Problem to work on
Take the material below and output exactly the run of lines from the one containing "file before hashing." down to the one containing "result, but the", with both included.

Material provided

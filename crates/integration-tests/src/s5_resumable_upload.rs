//! A contributor opens a multi-part upload, uploads one
//! part, "crashes" before completing, then reopens the same session:
//! `open_multi_part_upload` must return the same `uploadId` and the
//! already-stored chunk must still be there, so the client can finish
//! uploading only the remaining parts.

use crate::support::{ceremony_input, circuit_input, Harness};
use ceremony_ports::MetaStore;
use shared_types::{ContributionStep, ParticipantId};

#[tokio::test]
async fn reopening_an_upload_resumes_the_same_session() {
    let h = Harness::new();
    let alice = ParticipantId::from("alice");

    let ceremony = h
        .dispatcher
        .setup_ceremony(ceremony_input("s5", vec![circuit_input(1, "s5", Some(3600))]))
        .await
        .unwrap();
    h.force_open(&ceremony.id).await;

    h.join_and_ready(&ceremony.id, &alice).await;
    for step in [ContributionStep::Computing, ContributionStep::Uploading] {
        h.dispatcher
            .progress_to_next_contribution_step(&ceremony.id, &alice, step)
            .await
            .unwrap();
    }

    let object_key = "circuits/s5/contributions/s5_00001.zkey";
    let first_upload_id = h
        .dispatcher
        .open_multi_part_upload(&ceremony.id, &alice, &ceremony.bucket_name, object_key)
        .await
        .unwrap();

    let chunk_one = h.blob_store.simulate_part_upload(&first_upload_id, 1, b"part one".to_vec());
    h.dispatcher
        .temporary_store_uploaded_chunk_data(&ceremony.id, &alice, &ceremony.bucket_name, object_key, chunk_one.clone())
        .await
        .unwrap();

    // "Crash": the client reopens without ever calling complete_upload.
    let second_upload_id = h
        .dispatcher
        .open_multi_part_upload(&ceremony.id, &alice, &ceremony.bucket_name, object_key)
        .await
        .unwrap();
    assert_eq!(first_upload_id, second_upload_id);

    let (stored_upload_id, stored_chunks) = h.container.upload.resumable_state(&ceremony.id, &alice).await.unwrap();
    assert_eq!(stored_upload_id, Some(second_upload_id.clone()));
    assert_eq!(stored_chunks, vec![chunk_one.clone()]);

    let chunk_two = h.blob_store.simulate_part_upload(&second_upload_id, 2, b"part two".to_vec());
    h.dispatcher
        .temporary_store_uploaded_chunk_data(&ceremony.id, &alice, &ceremony.bucket_name, object_key, chunk_two.clone())
        .await
        .unwrap();

    h.dispatcher
        .complete_multi_part_upload(
            &ceremony.id,
            &alice,
            &ceremony.bucket_name,
            object_key,
            &second_upload_id,
            vec![chunk_one, chunk_two],
        )
        .await
        .unwrap();

    let participant = h
        .container
        .meta_store
        .get_participant(&ceremony.id, &alice)
        .await
        .unwrap();
    assert_eq!(participant.contribution_step, ContributionStep::Verifying);
    assert!(participant.temp_contribution_data.upload_id.is_none());
}
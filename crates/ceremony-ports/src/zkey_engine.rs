//! `ZKeyEngine`: the opaque cryptographic MPC operations.
//!
//! The MPC algorithms themselves are explicitly out of scope for this
//! workspace; this trait is the seam a real implementation (snarkjs-equivalent
//! bindings, a subprocess, an FFI call) would fill in. Tests use a canned
//! deterministic double (`ceremony-adapters::zkey_engine`).

use crate::error::CoreError;
use async_trait::async_trait;

/// Output of `verifyFromInit`: validity plus the transcript bytes the
/// caller writes to its own transcript log file before hashing.
pub struct VerificationOutcome {
    pub valid: bool,
    pub transcript: Vec<u8>,
}

/// Output of `exportVerifierAndVKey`: the Solidity verifier source and the
/// JSON verification key.
pub struct ExportedVerifier {
    pub verifier_contract: Vec<u8>,
    pub vkey_json: Vec<u8>,
}

#[async_trait]
pub trait ZKeyEngine: Send + Sync {
    /// Verifies `last_zkey` as a valid transform of `genesis_zkey` under
    /// `pot`, producing a transcript.
    async fn verify_from_init(
        &self,
        genesis_zkey: &[u8],
        pot: &[u8],
        last_zkey: &[u8],
    ) -> Result<VerificationOutcome, CoreError>;

    /// Applies one participant's contribution to `prev_zkey`, consuming
    /// `entropy` supplied by the caller's randomness source (contributor
    /// side; invoked by whatever client produces the uploaded zkey — the
    /// core itself never calls this, it only verifies the result, but the
    /// port is declared here as part of this trait's contract).
    async fn contribute(&self, prev_zkey: &[u8], entropy: &[u8]) -> Result<Vec<u8>, CoreError>;

    /// Applies the final public-randomness beacon to the last valid zkey.
    /// `num_exp_iterations` is fixed at 10.
    async fn beacon(
        &self,
        last_zkey: &[u8],
        pot: &[u8],
        entropy_beacon: &[u8],
        num_exp_iterations: u32,
    ) -> Result<Vec<u8>, CoreError>;

    /// Exports the Solidity verifier contract and `vkey.json` for the
    /// finalized zkey. `solidity_version` is fixed at `"0.8.0"`.
    async fn export_verifier_and_vkey(
        &self,
        final_zkey: &[u8],
        solidity_version: &str,
    ) -> Result<ExportedVerifier, CoreError>;
}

Task answer
/// caller writes to its own transcript log file before hashing.
pub struct VerificationOutcome {
    pub valid: bool,
    pub transcript: Vec<u8>,
}

/// Output of `exportVerifierAndVKey`: the Solidity verifier source and the
/// JSON verification key.
pub struct ExportedVerifier {
    pub verifier_contract: Vec<u8>,
    pub vkey_json: Vec<u8>,
}

#[async_trait]
pub trait ZKeyEngine: Send + Sync {
    /// Verifies `last_zkey` as a valid transform of `genesis_zkey` under
    /// `pot`, producing a transcript.
    async fn verify_from_init(
        &self,
        genesis_zkey: &[u8],
        pot: &[u8],
        last_zkey: &[u8],
    ) -> Result<VerificationOutcome, CoreError>;

    /// Applies one participant's contribution to `prev_zkey`, consuming
    /// `entropy` supplied by the caller's randomness source (contributor
    /// side; invoked by whatever client produces the uploaded zkey — the
    /// core itself never calls this, it only verifies the result, but the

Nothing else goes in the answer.